Combined CO2 emissions from the estimated fracked-oil operations in the Uinta Basin as result of the UBR and end-product combustion range from about 20 to 55 megatons per year, which, at the high end, is equal to about 1% of the U.S. or 17.5% of the United Kingdom CO2 output in 2020.
The type of oil found in the Uinta Basin is tricky to transport and difficult to refine. Called “waxy crude” because of its high paraffin content, it solidifies at about 100 degrees Fahrenheit. The Utah Department of Environmental Quality states that it must be “heated in the field and transported in insulated trucks.”
As explained by Adam Sayres, president of Axia Energy II, which operates in the Uinta Basin, Uinta crude is like Chapstick. He gave a detailed presentation to the Board of Trustees of Utah’s School & Institutional Trust Lands Administration (SITLA) in May 2018, stating that the crude is liquid underground at about 225 degrees, but once it hits the surface, it has to be kept in heated tanks at 180 degrees. Then, it’s loaded onto insulated trucks that head for Salt Lake City refineries, about 150 miles away.
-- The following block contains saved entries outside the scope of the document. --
//! Database seeder for Scholaris development and testing.
//!
//! Seeds a demo school (`AIA`) with staff, a parent, classes, an active
//! session and term, students, subjects and fees.
//!
//! Usage: cargo run --bin seeder

use anyhow::Context;
use chrono::NaiveDate;
use rust_decimal::Decimal;
use sea_orm::DatabaseConnection;
use uuid::Uuid;

use scholaris_core::auth::hash_password;
use scholaris_core::fees::FeeScopeKind;
use scholaris_db::entities::sea_orm_active_enums::UserRole;
use scholaris_db::{
    AcademicRepository, ClassInput, ClassRepository, CreateStudentInput, CreateUserInput,
    FeeInput, FeeRepository, OnboardSchoolInput, SchoolRepository, SectionInput,
    SectionRepository, SessionInput, StudentRepository, SubjectInput, SubjectRepository,
    TermInput, UserRepository,
};

/// Short code of the demo school.
const DEMO_SHORT_CODE: &str = "AIA";
/// Password of every seeded account.
const DEMO_PASSWORD: &str = "password123";

#[tokio::main]
async fn main() -> anyhow::Result<()> {
    dotenvy::dotenv().ok();

    let database_url = std::env::var("SCHOLARIS__DATABASE__URL")
        .or_else(|_| std::env::var("DATABASE_URL"))
        .context("DATABASE_URL must be set")?;
    let db = scholaris_db::connect(&database_url).await?;

    println!("Seeding database...");

    if SchoolRepository::new(db.clone())
        .find_by_short_code(DEMO_SHORT_CODE)
        .await?
        .is_some()
    {
        println!("  School {DEMO_SHORT_CODE} already exists, nothing to do");
        return Ok(());
    }

    seed_demo_school(&db).await?;

    println!("Seeding complete!");
    println!();
    println!("Demo credentials (password: {DEMO_PASSWORD}):");
    println!("  Proprietor: owner@aia.test");
    println!("  Bursar:     bursar@aia.test");
    println!("  Teacher:    teacher@aia.test");
    println!("  Parent:     parent@aia.test");

    Ok(())
}

fn date(year: i32, month: u32, day: u32) -> anyhow::Result<NaiveDate> {
    NaiveDate::from_ymd_opt(year, month, day).context("invalid seed date")
}

async fn seed_demo_school(db: &DatabaseConnection) -> anyhow::Result<()> {
    let password_hash = hash_password(DEMO_PASSWORD)?;

    let (school, owner) = SchoolRepository::new(db.clone())
        .onboard(OnboardSchoolInput {
            name: "Al-Iman Academy".to_string(),
            short_code: DEMO_SHORT_CODE.to_string(),
            address: Some("12 School Road, Ibadan".to_string()),
            phone: Some("08012345678".to_string()),
            email: Some("info@aia.test".to_string()),
            owner_name: "Amina Bello".to_string(),
            owner_email: "owner@aia.test".to_string(),
            owner_password_hash: password_hash.clone(),
        })
        .await?;
    println!(
        "  Created school {} ({})",
        school.name,
        owner.registration_id.as_deref().unwrap_or("-")
    );

    let users = UserRepository::new(db.clone());
    let mut parent_id = None;
    for (email, name, role) in [
        ("bursar@aia.test", "Kunle Bursar", UserRole::Bursar),
        ("teacher@aia.test", "Grace Teacher", UserRole::Teacher),
        ("parent@aia.test", "Musa Parent", UserRole::Parent),
    ] {
        let user = users
            .create(CreateUserInput {
                school_id: school.id,
                email: email.to_string(),
                password_hash: password_hash.clone(),
                full_name: name.to_string(),
                phone: None,
                role,
            })
            .await?;
        println!("  Created user {}", user.registration_id.as_deref().unwrap_or(email));
        if role == UserRole::Parent {
            parent_id = Some(user.id);
        }
    }

    let sections = SectionRepository::new(db.clone());
    let primary = sections
        .create(
            school.id,
            SectionInput {
                section_name: "Primary".to_string(),
                description: Some("Primary 1 to 6".to_string()),
                is_active: true,
            },
        )
        .await?;
    let secondary = sections
        .create(
            school.id,
            SectionInput {
                section_name: "Secondary".to_string(),
                description: Some("JSS 1 to SSS 3".to_string()),
                is_active: true,
            },
        )
        .await?;
    println!("  Created 2 sections");

    let academic = AcademicRepository::new(db.clone());
    let session = academic
        .create_session(
            school.id,
            SessionInput {
                section_id: primary.id,
                session_name: "2025/2026".to_string(),
                start_date: date(2025, 9, 8)?,
                end_date: date(2026, 7, 24)?,
                is_active: true,
            },
        )
        .await?;
    let term = academic
        .create_term(
            school.id,
            TermInput {
                session_id: session.id,
                term_name: "First Term".to_string(),
                start_date: date(2025, 9, 8)?,
                end_date: date(2025, 12, 12)?,
                is_active: true,
            },
        )
        .await?;
    println!("  Created session {} / {}", session.session_name, term.term_name);

    let classes = ClassRepository::new(db.clone());
    let primary_five = classes
        .create(
            school.id,
            ClassInput {
                section_id: primary.id,
                class_name: "Primary 5".to_string(),
                description: None,
                form_teacher_id: None,
                capacity: Some(35),
                is_active: true,
            },
        )
        .await?;
    let jss_one = classes
        .create(
            school.id,
            ClassInput {
                section_id: secondary.id,
                class_name: "JSS 1".to_string(),
                description: None,
                form_teacher_id: None,
                capacity: Some(40),
                is_active: true,
            },
        )
        .await?;
    println!("  Created 2 classes");

    let subjects = SubjectRepository::new(db.clone());
    for (name, code) in [("Mathematics", "MTH"), ("English Language", "ENG"), ("Basic Science", "BSC")] {
        subjects
            .create(
                school.id,
                SubjectInput {
                    section_id: primary.id,
                    class_id: None,
                    name: name.to_string(),
                    code: Some(code.to_string()),
                },
            )
            .await?;
    }
    println!("  Created 3 subjects");

    let students = StudentRepository::new(db.clone());
    let roster: [(&str, Uuid, Uuid, Option<Uuid>); 3] = [
        ("Zainab Musa", primary_five.id, primary.id, parent_id),
        ("Ibrahim Musa", jss_one.id, secondary.id, parent_id),
        ("Chidi Okafor", primary_five.id, primary.id, None),
    ];
    for (name, class_id, section_id, parent) in roster {
        let created = students
            .create(
                school.id,
                CreateStudentInput {
                    class_id: Some(class_id),
                    parent_id: parent,
                    student_name: name.to_string(),
                    parent_name: parent.map(|_| "Musa Parent".to_string()),
                    section_ids: vec![section_id],
                    ..CreateStudentInput::default()
                },
            )
            .await?;
        println!(
            "  Enrolled {} ({})",
            created.student.student_name, created.student.admission_number
        );
    }

    let fees = FeeRepository::new(db.clone());
    let fee_rows = [
        ("Development Levy", FeeScopeKind::School, None, Decimal::new(10_000, 0)),
        ("Primary 5 Tuition", FeeScopeKind::Class, Some(primary_five.id), Decimal::new(50_000, 0)),
    ];
    for (name, scope, class_id, amount) in fee_rows {
        fees.create(
            school.id,
            FeeInput {
                section_id: primary.id,
                session_id: session.id,
                term_id: term.id,
                fee_scope: scope,
                class_id,
                student_id: None,
                fee_name: name.to_string(),
                amount,
                description: None,
                is_active: true,
            },
        )
        .await?;
    }
    println!("  Created 2 fees");

    Ok(())
}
According to Matt Sands, host of the Mineral Rights Podcast, in 2019, those refineries had a total production capacity for 189,000 B/D but only about 88,000 B/D for Uinta Basin waxy crude. Salt Lake City was declared a nonattainment area by the Environmental Protection Agency for air-quality standards twice in one decade — in 2009 for fine particulate matter and in 2015 for ozone — which proved problematic for those wanting to increase Uinta Basin waxy-crude production. “Production has had to mirror the refining capacity,” Sayres told the SITLA board.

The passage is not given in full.